How on earth does this outgassing lead to a net increase in the atmosphere when the ice is still melting? The argument in the paper is that ‘once the heating gets started, the CO2 outgassing drives the melting’. That just don’t add up!
If the CO2 magically rose 100 ppm, and then melted a few million cubic miles of ice, that would become sea water and absorb 300 ppm (-ish). There is a heck> of a lot more new ocean water than there is new CO2 in the atmosphere. It is plan bad arithmetic to say that outgassing 16 ppm per degree, even for the whole ocean, can feed an uptake of 300 ppm for the new seawater when the rise was what, 400 ft?? Come on!
The paper treats the ice as if it already contains the same amount of CO2 as the ocean which is patently not the case, then attempts to tinker with the timing of the ‘releases’ to have that precede melting. Thanks for the 16 ppm number. A simple BOE calculation shows several orders of magnitude of impossibility. The paper’s proposed mechanism is bunk.

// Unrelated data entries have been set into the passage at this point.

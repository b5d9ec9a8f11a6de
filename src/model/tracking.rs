use crate::sys::timer::TimerId;
use crate::sys::window_system::Subscription;

/// What the reactor keeps about a window while it is tracked.
///
/// Each listener slot holds at most one live subscription; `None` means not
/// subscribed. Dropping the record releases every listener it still holds, but
/// pending timers live in the reactor's queue and have to be cancelled
/// explicitly before the record goes away.
#[derive(Debug, Default)]
pub struct TrackedWindow {
    /// Set the first time the title classifies as PiP and kept until the
    /// window stops being tracked.
    pub pip_able: bool,
    /// Result of the most recent title evaluation.
    pub classified: bool,
    pub title_listener: Option<Subscription>,
    pub size_listener: Option<Subscription>,
    pub position_listener: Option<Subscription>,
    pub debounce_timer: Option<TimerId>,
    pub restore_timers: Vec<TimerId>,
}

impl TrackedWindow {
    pub fn has_geometry_listeners(&self) -> bool {
        self.size_listener.is_some() || self.position_listener.is_some()
    }

    /// Every timer handle the record holds, leaving it with none.
    pub fn take_timers(&mut self) -> Vec<TimerId> {
        let mut timers = std::mem::take(&mut self.restore_timers);
        timers.extend(self.debounce_timer.take());
        timers
    }
}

Please, elaborate (I see that you may have tried), but, you also skimmed right over an important part I wrote, and which I’ve bolded below:
12. From insolation (incoming sunlight), to heating of the earth’s surface, some convective heating of the air near the surface (consult a meteorology text; the MAJORITY of the heating of the air is in the boundary layer), to radiation of LWIR from the earth’s surface, some LWIR is captured’ (excites or is EM induced into) various GHG molecules e.g. CO2 and H2O … and that ‘captured’ EM energy is re-radiated in all directions, *including, and this is very important: BACK to earth … some term this ‘back radiation’, perhaps after the close radio term, ‘back-scatter’ (as used in RADAR to identify energy ‘reflected’ or scattered back from a target).
So, in a word: “covered”. (How elaborate do you think one gets in a “12 easy step” elavator speech anyway?)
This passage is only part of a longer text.